TASK DETAILS: In the records below, find the line with "use thiserror::Error;" and the line with "reading the configuration file". Print both exactly, along with every line between them, and no other line.

* * * *

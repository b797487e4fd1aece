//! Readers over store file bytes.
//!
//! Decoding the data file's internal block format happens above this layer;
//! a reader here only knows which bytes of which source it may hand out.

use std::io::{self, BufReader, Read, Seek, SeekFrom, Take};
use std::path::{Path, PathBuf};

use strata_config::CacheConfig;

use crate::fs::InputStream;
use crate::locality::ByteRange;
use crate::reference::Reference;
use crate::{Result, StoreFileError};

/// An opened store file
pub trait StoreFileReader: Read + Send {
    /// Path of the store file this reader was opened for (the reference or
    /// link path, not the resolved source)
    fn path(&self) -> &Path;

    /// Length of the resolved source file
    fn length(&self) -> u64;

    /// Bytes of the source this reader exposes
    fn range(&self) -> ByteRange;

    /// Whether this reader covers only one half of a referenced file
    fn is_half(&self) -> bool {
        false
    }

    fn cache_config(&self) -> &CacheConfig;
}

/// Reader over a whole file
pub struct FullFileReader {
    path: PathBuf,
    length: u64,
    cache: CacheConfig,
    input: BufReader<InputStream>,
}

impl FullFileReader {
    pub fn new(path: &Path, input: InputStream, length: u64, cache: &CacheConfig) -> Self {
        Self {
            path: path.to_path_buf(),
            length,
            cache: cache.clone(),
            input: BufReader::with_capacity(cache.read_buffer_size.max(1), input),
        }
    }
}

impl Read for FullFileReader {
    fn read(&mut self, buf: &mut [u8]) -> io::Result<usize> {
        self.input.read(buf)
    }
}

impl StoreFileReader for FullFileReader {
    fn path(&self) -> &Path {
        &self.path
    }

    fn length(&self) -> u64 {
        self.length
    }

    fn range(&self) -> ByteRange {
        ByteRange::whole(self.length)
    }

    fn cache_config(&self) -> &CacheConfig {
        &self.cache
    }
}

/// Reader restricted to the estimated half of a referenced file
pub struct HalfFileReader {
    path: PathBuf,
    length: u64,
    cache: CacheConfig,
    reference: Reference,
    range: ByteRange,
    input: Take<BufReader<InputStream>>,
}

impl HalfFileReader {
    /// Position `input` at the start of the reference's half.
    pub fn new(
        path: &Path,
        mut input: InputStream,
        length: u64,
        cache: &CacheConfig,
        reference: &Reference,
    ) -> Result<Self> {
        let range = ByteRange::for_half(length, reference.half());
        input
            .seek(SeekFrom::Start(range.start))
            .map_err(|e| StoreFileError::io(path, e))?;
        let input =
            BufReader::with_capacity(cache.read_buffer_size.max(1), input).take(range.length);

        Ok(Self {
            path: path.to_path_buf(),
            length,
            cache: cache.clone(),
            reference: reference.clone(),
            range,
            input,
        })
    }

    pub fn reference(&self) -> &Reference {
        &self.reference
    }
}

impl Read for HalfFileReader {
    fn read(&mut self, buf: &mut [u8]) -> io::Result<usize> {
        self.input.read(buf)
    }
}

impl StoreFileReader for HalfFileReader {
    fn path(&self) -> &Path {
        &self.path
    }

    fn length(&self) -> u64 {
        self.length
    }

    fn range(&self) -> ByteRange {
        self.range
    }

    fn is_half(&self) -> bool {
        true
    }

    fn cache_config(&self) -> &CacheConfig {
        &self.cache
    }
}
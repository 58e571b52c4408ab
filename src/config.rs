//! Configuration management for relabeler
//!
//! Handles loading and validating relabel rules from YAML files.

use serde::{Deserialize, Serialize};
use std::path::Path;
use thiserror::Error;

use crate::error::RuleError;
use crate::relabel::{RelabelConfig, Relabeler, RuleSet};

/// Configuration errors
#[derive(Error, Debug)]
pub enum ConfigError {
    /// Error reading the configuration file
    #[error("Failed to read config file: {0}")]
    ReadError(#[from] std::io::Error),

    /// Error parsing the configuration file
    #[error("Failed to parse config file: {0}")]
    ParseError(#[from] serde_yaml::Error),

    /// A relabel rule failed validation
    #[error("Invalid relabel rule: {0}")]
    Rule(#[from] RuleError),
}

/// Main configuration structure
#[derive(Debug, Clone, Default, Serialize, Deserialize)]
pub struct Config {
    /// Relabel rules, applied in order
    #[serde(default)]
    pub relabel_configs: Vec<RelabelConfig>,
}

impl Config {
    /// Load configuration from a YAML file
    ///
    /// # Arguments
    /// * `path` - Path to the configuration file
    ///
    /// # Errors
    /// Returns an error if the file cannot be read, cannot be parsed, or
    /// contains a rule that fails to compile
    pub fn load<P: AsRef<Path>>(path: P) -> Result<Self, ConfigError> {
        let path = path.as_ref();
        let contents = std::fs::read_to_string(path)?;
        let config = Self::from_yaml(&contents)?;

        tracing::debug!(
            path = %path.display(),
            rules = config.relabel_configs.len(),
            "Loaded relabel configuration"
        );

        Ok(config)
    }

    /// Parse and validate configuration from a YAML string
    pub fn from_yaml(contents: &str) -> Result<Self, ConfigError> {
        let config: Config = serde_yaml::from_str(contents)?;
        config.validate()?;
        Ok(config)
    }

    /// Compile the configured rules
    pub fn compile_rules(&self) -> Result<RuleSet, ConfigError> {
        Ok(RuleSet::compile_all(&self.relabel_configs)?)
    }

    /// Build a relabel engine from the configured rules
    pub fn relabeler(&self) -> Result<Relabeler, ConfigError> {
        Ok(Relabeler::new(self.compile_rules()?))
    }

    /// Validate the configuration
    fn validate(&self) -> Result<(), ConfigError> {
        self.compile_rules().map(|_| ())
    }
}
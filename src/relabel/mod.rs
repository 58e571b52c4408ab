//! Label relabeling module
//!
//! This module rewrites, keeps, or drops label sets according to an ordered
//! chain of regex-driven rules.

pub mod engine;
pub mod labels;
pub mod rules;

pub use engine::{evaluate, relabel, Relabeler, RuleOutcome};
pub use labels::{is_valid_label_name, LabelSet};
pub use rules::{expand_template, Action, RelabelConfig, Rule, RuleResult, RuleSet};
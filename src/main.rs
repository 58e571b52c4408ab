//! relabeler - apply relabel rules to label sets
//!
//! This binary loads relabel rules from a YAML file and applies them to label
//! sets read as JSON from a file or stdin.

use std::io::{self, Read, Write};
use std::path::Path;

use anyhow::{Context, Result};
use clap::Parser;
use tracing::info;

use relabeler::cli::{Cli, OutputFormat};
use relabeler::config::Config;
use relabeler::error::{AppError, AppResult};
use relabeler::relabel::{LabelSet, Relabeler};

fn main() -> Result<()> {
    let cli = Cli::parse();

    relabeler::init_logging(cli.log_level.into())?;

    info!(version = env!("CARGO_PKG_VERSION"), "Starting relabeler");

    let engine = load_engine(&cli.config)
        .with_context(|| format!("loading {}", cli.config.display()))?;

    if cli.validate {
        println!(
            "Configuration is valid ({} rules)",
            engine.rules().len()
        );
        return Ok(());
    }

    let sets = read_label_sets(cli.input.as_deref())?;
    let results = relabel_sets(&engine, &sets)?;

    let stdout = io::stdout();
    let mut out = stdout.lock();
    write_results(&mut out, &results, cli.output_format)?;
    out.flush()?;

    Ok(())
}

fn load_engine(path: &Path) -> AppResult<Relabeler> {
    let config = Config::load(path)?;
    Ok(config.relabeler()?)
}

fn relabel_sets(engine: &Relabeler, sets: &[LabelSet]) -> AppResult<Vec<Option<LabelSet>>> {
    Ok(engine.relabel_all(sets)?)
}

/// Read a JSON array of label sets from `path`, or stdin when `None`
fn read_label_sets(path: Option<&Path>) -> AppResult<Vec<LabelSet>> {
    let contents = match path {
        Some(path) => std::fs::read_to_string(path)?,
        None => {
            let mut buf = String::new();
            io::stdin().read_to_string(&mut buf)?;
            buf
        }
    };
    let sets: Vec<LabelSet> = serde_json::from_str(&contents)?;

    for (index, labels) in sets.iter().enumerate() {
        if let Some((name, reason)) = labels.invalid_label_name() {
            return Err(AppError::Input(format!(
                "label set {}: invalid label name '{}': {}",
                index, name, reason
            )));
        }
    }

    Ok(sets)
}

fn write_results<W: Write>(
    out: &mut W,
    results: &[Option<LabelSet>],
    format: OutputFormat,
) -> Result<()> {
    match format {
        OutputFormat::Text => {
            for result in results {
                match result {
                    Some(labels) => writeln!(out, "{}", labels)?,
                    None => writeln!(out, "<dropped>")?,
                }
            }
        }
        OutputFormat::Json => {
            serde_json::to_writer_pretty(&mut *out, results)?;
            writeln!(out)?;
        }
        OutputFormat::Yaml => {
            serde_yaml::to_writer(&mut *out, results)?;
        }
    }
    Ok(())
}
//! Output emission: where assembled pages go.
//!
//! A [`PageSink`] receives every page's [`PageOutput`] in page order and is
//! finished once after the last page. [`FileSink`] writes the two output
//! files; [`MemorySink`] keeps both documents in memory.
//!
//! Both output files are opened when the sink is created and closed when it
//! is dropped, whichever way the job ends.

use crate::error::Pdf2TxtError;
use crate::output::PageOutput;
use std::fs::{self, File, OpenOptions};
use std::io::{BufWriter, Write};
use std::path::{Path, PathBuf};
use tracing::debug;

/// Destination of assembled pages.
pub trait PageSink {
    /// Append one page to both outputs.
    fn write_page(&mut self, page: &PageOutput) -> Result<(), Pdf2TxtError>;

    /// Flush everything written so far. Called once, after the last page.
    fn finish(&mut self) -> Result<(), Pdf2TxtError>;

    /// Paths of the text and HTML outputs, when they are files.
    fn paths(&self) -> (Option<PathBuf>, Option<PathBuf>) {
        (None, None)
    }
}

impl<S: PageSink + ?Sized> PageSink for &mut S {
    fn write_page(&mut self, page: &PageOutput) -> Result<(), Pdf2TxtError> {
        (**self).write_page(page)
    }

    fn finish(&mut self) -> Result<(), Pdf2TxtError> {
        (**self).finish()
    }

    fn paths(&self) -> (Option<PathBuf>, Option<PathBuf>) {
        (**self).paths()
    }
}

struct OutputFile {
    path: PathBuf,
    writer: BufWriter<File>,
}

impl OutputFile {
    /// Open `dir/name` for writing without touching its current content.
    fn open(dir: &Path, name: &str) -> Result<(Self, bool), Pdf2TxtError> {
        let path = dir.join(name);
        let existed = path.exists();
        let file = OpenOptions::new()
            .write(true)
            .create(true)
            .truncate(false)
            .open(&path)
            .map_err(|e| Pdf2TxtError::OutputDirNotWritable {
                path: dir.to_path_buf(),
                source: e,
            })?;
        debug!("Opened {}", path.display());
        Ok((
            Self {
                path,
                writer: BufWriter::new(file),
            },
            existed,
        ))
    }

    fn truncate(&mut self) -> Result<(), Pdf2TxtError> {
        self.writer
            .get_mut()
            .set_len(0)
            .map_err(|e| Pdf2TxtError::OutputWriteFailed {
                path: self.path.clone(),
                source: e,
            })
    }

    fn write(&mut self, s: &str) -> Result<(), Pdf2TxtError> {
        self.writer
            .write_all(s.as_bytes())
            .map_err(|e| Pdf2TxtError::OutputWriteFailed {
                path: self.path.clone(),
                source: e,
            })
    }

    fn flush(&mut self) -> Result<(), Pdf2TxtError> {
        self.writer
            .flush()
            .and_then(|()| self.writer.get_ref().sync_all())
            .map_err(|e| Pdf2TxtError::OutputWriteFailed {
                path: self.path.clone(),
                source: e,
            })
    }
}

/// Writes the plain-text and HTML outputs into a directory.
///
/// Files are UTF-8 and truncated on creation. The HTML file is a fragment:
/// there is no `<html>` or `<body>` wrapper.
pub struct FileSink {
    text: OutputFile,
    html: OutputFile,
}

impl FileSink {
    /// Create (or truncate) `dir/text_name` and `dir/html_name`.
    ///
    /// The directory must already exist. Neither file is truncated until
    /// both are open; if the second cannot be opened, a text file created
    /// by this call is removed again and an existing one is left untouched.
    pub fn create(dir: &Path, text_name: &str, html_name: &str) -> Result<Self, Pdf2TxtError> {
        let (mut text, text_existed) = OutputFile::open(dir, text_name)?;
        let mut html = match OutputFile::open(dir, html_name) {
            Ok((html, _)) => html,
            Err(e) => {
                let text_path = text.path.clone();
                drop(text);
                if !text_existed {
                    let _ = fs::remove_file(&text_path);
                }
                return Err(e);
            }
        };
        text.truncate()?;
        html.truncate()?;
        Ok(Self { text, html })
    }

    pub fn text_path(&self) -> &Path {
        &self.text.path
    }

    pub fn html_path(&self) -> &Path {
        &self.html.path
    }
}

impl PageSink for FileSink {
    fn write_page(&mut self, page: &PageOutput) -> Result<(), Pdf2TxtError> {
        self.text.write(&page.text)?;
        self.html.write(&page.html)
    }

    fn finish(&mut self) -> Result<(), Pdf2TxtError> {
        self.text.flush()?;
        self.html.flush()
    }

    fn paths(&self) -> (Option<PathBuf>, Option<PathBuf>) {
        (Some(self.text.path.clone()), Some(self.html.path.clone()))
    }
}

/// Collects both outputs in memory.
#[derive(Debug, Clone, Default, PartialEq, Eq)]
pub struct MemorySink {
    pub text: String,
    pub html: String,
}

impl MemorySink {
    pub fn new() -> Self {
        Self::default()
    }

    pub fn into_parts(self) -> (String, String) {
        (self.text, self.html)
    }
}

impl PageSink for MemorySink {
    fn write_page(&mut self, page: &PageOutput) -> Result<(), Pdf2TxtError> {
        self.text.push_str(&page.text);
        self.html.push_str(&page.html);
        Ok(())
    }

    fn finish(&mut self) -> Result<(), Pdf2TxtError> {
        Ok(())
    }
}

* * * *

RESULT OF THIS TASK:
use thiserror::Error;

use crate::error::RuleError;
use crate::relabel::{RelabelConfig, Relabeler, RuleSet};

/// Configuration errors
#[derive(Error, Debug)]
pub enum ConfigError {
    /// Error reading the configuration file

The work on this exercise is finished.